DATA RECORDS START

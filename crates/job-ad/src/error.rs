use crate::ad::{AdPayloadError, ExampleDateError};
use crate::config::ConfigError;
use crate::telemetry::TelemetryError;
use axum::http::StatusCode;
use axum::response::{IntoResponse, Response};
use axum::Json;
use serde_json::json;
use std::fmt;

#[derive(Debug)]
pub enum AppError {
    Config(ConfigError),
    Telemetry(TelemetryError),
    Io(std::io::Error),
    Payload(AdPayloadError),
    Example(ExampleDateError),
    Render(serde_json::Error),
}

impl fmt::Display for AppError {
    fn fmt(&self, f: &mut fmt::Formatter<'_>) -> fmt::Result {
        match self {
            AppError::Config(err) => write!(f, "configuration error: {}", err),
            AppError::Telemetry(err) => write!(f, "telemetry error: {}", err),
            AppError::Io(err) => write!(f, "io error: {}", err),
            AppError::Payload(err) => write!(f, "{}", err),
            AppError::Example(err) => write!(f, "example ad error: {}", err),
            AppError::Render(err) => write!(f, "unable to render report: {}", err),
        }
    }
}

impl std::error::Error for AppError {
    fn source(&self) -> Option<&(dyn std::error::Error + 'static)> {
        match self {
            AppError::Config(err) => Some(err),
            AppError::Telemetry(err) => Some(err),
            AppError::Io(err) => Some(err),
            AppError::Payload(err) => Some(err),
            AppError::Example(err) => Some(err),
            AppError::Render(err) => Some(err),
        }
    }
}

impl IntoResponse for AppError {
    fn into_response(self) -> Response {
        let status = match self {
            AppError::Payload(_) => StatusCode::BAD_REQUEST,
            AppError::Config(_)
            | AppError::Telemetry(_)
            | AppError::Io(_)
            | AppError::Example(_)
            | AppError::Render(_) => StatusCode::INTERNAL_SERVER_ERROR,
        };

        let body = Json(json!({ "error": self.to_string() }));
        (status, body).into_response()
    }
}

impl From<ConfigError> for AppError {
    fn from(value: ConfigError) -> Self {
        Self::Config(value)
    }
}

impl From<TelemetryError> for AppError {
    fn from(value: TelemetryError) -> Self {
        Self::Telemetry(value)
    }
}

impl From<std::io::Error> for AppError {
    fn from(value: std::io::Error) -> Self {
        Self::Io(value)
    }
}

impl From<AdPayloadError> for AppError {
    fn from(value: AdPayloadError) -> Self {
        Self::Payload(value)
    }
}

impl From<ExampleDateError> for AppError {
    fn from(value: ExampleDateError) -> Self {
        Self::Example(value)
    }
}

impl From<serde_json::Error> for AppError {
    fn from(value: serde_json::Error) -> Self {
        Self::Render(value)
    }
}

DATA RECORDS END
DATA RECORDS START

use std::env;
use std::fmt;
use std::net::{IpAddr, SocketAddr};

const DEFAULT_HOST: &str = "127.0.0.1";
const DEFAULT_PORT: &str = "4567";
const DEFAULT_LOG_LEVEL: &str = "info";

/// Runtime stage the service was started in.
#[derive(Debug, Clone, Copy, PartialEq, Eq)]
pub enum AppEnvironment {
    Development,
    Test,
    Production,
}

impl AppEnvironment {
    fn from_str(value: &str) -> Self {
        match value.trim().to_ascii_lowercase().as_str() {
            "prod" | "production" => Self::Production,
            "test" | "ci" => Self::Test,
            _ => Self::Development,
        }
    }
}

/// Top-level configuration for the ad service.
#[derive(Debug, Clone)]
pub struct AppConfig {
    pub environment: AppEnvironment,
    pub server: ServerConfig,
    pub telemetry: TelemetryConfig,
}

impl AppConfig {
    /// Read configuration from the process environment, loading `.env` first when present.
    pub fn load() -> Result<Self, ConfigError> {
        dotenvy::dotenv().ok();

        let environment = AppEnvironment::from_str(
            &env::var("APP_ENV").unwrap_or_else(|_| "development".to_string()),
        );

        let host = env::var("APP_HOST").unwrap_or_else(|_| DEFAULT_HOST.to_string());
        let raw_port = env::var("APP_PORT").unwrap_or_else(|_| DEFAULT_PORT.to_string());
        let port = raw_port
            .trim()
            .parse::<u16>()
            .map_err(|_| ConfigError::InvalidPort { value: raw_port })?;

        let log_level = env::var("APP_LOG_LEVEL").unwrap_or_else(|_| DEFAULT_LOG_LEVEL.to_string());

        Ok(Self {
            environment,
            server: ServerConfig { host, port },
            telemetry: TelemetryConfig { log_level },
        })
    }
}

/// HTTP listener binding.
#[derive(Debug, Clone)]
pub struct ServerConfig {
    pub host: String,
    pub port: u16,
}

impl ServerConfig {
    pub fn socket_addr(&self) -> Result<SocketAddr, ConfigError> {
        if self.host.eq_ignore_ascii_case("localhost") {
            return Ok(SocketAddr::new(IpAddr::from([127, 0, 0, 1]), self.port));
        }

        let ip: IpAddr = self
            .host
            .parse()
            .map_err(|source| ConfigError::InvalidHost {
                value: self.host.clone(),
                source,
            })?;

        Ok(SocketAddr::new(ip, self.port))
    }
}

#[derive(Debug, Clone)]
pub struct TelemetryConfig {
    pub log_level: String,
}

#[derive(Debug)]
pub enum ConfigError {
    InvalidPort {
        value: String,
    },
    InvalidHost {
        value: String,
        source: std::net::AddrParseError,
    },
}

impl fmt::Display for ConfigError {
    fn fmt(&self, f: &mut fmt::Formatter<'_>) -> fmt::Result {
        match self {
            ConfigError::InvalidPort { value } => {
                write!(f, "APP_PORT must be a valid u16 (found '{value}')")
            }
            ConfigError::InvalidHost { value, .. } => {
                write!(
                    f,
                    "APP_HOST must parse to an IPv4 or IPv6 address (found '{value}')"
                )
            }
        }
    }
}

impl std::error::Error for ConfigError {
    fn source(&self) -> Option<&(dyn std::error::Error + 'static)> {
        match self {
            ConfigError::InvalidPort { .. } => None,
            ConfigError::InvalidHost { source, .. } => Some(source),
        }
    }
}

DATA RECORDS END

▶ YOUR OBJECTIVE: If a line in the entries above holds "body", include it in the count; report nothing but the resulting number.

▶ RESPONSE BELOW: 2